The Serpent Grail and the Lady of the Lake

Is there a mystery here to be unravelled? Is there a serpent code being held by the Grail myths? Can we uncover this code by taking a look at the Lady of Lake? The answer is yes to all these questions, for held within the folds of the coiled snake we shall discover the truth of the origin of the Arthurian tales and the strange watery Lady who was to give Arthur his sword.

There are various names attributed to the 'Lady of the Lake;' Nimue and Vivienne are the two most used, but most pertinent to us here is 'White Serpent.' Nimue is probably Mneme or Mnemosyne, who is one of the Muses or 'water nymphs' from Roman and Greek mythology and who gave out weapons - just as the Lady of the Lake did. Vivienne in all likelihood comes from Vi-Vianna or Co-Vianna the 'water goddess' or Coventina of Celtic origin ('Coventina's Well' also had a skull offering discovered which is important in the worship of snakes and wisdom [1].)

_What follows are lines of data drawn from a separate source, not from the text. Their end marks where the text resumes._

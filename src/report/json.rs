use super::types::TestResults;
use anyhow::Result;
use std::path::Path;

/// Generate JSON report
pub fn generate(results: &TestResults, output: Option<&Path>) -> Result<()> {
    let json = serde_json::to_string_pretty(results)?;

    if let Some(path) = output {
        std::fs::write(path, json)?;
        println!("JSON report saved to: {}", path.display());
    } else {
        println!("{}", json);
    }

    Ok(())
}
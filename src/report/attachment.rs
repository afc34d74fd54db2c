use serde::Serialize;

/// Content type of an attachment
#[derive(Debug, Clone, Copy, PartialEq, Eq)]
pub enum AttachmentType {
    Text,
    Json,
}

impl AttachmentType {
    pub fn mime(&self) -> &'static str {
        match self {
            AttachmentType::Text => "text/plain",
            AttachmentType::Json => "application/json",
        }
    }

    pub fn extension(&self) -> &'static str {
        match self {
            AttachmentType::Text => "txt",
            AttachmentType::Json => "json",
        }
    }
}

/// A named diagnostic blob handed to a report sink
#[derive(Debug, Clone, PartialEq)]
pub struct Attachment {
    pub name: String,
    pub kind: AttachmentType,
    pub content: Vec<u8>,
}

impl Attachment {
    pub fn text(name: impl Into<String>, content: impl Into<String>) -> Self {
        Self {
            name: name.into(),
            kind: AttachmentType::Text,
            content: content.into().into_bytes(),
        }
    }

    /// Pretty-printed JSON attachment (two-space indent)
    pub fn json<T: Serialize + ?Sized>(
        name: impl Into<String>,
        value: &T,
    ) -> Result<Self, serde_json::Error> {
        Ok(Self {
            name: name.into(),
            kind: AttachmentType::Json,
            content: serde_json::to_vec_pretty(value)?,
        })
    }

    pub fn content_str(&self) -> std::borrow::Cow<'_, str> {
        String::from_utf8_lossy(&self.content)
    }
}

/// Body of the "Timing Info" attachment
pub fn timing_info(test_name: &str, elapsed: std::time::Duration) -> String {
    format!(
        "Test: {}\nDuration: {:.2}s",
        test_name,
        elapsed.as_secs_f64()
    )
}

/// Body of the "Failure Details" attachment
pub fn failure_details(test_name: &str, failed_at: &str, error: &str) -> String {
    format!(
        "Test: {}\nFailed at: {}\nError: {}",
        test_name, failed_at, error
    )
}

/// Body of the "Response Info" style attachments
pub fn status_line(status: u16) -> String {
    format!("Status Code: {}", status)
}
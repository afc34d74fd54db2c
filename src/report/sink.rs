use super::attachment::Attachment;
use super::types::{AttachmentRef, TestResult};
use crate::error::ReportError;
use std::path::{Path, PathBuf};
use uuid::Uuid;

/// Destination for attachments and finished test results.
///
/// Sinks are fire-and-forget: implementations log their own I/O problems and
/// never report them back to the caller.
pub trait ReportSink {
    /// Take ownership of an attachment and return the reference to record
    fn store_attachment(&mut self, attachment: Attachment) -> AttachmentRef;

    /// Persist a finished test result
    fn publish(&mut self, result: TestResult);

    /// Record key/value properties describing the environment of the run
    fn write_environment(&mut self, _properties: &[(String, String)]) {}
}

impl<S: ReportSink + ?Sized> ReportSink for Box<S> {
    fn store_attachment(&mut self, attachment: Attachment) -> AttachmentRef {
        (**self).store_attachment(attachment)
    }

    fn publish(&mut self, result: TestResult) {
        (**self).publish(result)
    }

    fn write_environment(&mut self, properties: &[(String, String)]) {
        (**self).write_environment(properties)
    }
}

/// Writes results in the Allure results-directory layout
pub struct AllureSink {
    dir: PathBuf,
}

impl AllureSink {
    /// Create the sink, creating `dir` if needed. With `clean`, stale
    /// result, container and attachment files are removed first.
    pub fn new(dir: &Path, clean: bool) -> Result<Self, ReportError> {
        std::fs::create_dir_all(dir).map_err(|source| ReportError::Io {
            path: dir.display().to_string(),
            source,
        })?;

        let sink = Self {
            dir: dir.to_path_buf(),
        };
        if clean {
            sink.clean();
        }
        Ok(sink)
    }

    fn clean(&self) {
        let pattern = self.dir.join("*-*.*");
        let Some(pattern) = pattern.to_str() else {
            return;
        };
        let Ok(paths) = glob::glob(pattern) else {
            return;
        };
        for path in paths.flatten() {
            let name = path.file_name().and_then(|n| n.to_str()).unwrap_or("");
            if name.contains("-result.") || name.contains("-container.") || name.contains("-attachment.")
            {
                if let Err(e) = std::fs::remove_file(&path) {
                    log::warn!("Failed to remove stale result {}: {}", path.display(), e);
                }
            }
        }
    }

    fn write(&self, file_name: &str, content: &[u8]) -> Result<(), ReportError> {
        let path = self.dir.join(file_name);
        std::fs::write(&path, content).map_err(|source| ReportError::Io {
            path: path.display().to_string(),
            source,
        })
    }
}

impl ReportSink for AllureSink {
    fn store_attachment(&mut self, attachment: Attachment) -> AttachmentRef {
        let source = format!(
            "{}-attachment.{}",
            Uuid::new_v4(),
            attachment.kind.extension()
        );
        if let Err(e) = self.write(&source, &attachment.content) {
            log::warn!("Dropping attachment '{}': {}", attachment.name, e);
        }
        AttachmentRef {
            name: attachment.name,
            source,
            mime: attachment.kind.mime().to_string(),
        }
    }

    fn publish(&mut self, result: TestResult) {
        let file_name = format!("{}-result.json", result.uuid);
        let written = serde_json::to_vec_pretty(&result)
            .map_err(ReportError::from)
            .and_then(|json| self.write(&file_name, &json));
        match written {
            Ok(()) => log::debug!("Wrote {}", file_name),
            Err(e) => log::warn!("Failed to write result for '{}': {}", result.full_name, e),
        }
    }

    fn write_environment(&mut self, properties: &[(String, String)]) {
        let body: String = properties
            .iter()
            .map(|(k, v)| format!("{} = {}\n", k, v))
            .collect();
        if let Err(e) = self.write("environment.properties", body.as_bytes()) {
            log::warn!("Failed to write environment properties: {}", e);
        }
    }
}

/// Keeps everything in memory; used when file output is disabled
#[derive(Debug, Default)]
pub struct MemorySink {
    pub attachments: Vec<(AttachmentRef, Attachment)>,
    pub results: Vec<TestResult>,
    pub environment: Vec<(String, String)>,
}

impl MemorySink {
    pub fn new() -> Self {
        Self::default()
    }

    /// Stored attachments with the given name, in emission order
    pub fn attachments_named(&self, name: &str) -> Vec<&Attachment> {
        self.attachments
            .iter()
            .filter(|(r, _)| r.name == name)
            .map(|(_, a)| a)
            .collect()
    }
}

impl ReportSink for MemorySink {
    fn store_attachment(&mut self, attachment: Attachment) -> AttachmentRef {
        let reference = AttachmentRef {
            name: attachment.name.clone(),
            source: format!(
                "{}-attachment.{}",
                Uuid::new_v4(),
                attachment.kind.extension()
            ),
            mime: attachment.kind.mime().to_string(),
        };
        self.attachments.push((reference.clone(), attachment));
        reference
    }

    fn publish(&mut self, result: TestResult) {
        self.results.push(result);
    }

    fn write_environment(&mut self, properties: &[(String, String)]) {
        self.environment = properties.to_vec();
    }
}

#[cfg(test)]
mod tests {
    use super::*;
    use crate::report::types::{Stage, Status, StatusDetails};

    fn sample_result(uuid: &str) -> TestResult {
        TestResult {
            uuid: uuid.to_string(),
            history_id: "h".to_string(),
            test_case_id: "c".to_string(),
            full_name: "suite::test_one".to_string(),
            name: "Test: test_one".to_string(),
            description: None,
            status: Status::Passed,
            status_details: StatusDetails::default(),
            stage: Stage::Finished,
            start: 1,
            stop: 2,
            labels: vec![],
            steps: vec![],
            attachments: vec![],
        }
    }

    #[test]
    fn test_allure_sink_writes_files() {
        let dir = tempfile::tempdir().unwrap();
        let mut sink = AllureSink::new(dir.path(), false).unwrap();

        let reference = sink.store_attachment(Attachment::text("Timing Info", "Duration: 0.01s"));
        assert_eq!(reference.mime, "text/plain");
        assert!(reference.source.ends_with("-attachment.txt"));
        let stored = std::fs::read_to_string(dir.path().join(&reference.source)).unwrap();
        assert_eq!(stored, "Duration: 0.01s");

        sink.publish(sample_result("abc"));
        let json = std::fs::read_to_string(dir.path().join("abc-result.json")).unwrap();
        let parsed: TestResult = serde_json::from_str(&json).unwrap();
        assert_eq!(parsed.full_name, "suite::test_one");
        assert!(json.contains("\"fullName\""));
        assert!(json.contains("\"stage\": \"finished\""));
    }

    #[test]
    fn test_allure_sink_clean_removes_stale_results() {
        let dir = tempfile::tempdir().unwrap();
        std::fs::write(dir.path().join("old-result.json"), "{}").unwrap();
        std::fs::write(dir.path().join("old-attachment.txt"), "x").unwrap();
        std::fs::write(dir.path().join("categories.json"), "[]").unwrap();

        AllureSink::new(dir.path(), true).unwrap();

        assert!(!dir.path().join("old-result.json").exists());
        assert!(!dir.path().join("old-attachment.txt").exists());
        assert!(dir.path().join("categories.json").exists());
    }

    #[test]
    fn test_environment_properties() {
        let dir = tempfile::tempdir().unwrap();
        let mut sink = AllureSink::new(&dir.path().join("nested"), false).unwrap();
        sink.write_environment(&[("API_BASE_URL".to_string(), "http://x".to_string())]);
        let body =
            std::fs::read_to_string(dir.path().join("nested/environment.properties")).unwrap();
        assert_eq!(body, "API_BASE_URL = http://x\n");
    }
}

These water deities are strongly related to the story of serpent worship, and united with the tale of the sword or weaponry, it introduces the duality of peace and war so well known in the serpent myths. The sword pierces and strikes and involves contemporaneously, the image of the serpent upon the blade via the unique metallurgy employed. This wonderful metallurgy of the Middle Ages and beyond reveals to us in actual artefacts that the serpent itself was fashioned into the blade as part of the process. This of course relates to the fact that Arthur's sword was said to be a fiery serpent in the Dream of Rhonabwy. When Arthur's sword is drawn it was said that two flames of fire burst out of the jaws of the two serpents, and so wonderful was the sword that it was hard for anyone to gaze at it. It is necessary for Arthur to maintain ownership of the sword, whether it is the sword from the stone or Excalibur, as it ensures his victory and his life. The infamous Arthurian writer, Malory, indicates the brightness of the sword and its fiery aspect, writing: "but it was so bright in his enemies eyes, that it gave light like thirty torches." But the sword in the stone does not last long and the Lady of the Lake gives Arthur his Excalibur, and also a serpent scabbard, which ensures eternal life. Malory states quite clearly "for whiles ye have the scabbard upon you, ye shall never lose no blood, be ye never so sore wounded; therefore keep well the scabbard always with you." It is only when Arthur's half sister Morgan le Fay steals the scabbard and replaces it that Arthur becomes susceptible to the deadly blows of Mordred. The once prized sword is then returned to the water, the home of the Lady of the Lake - the serpent spirit.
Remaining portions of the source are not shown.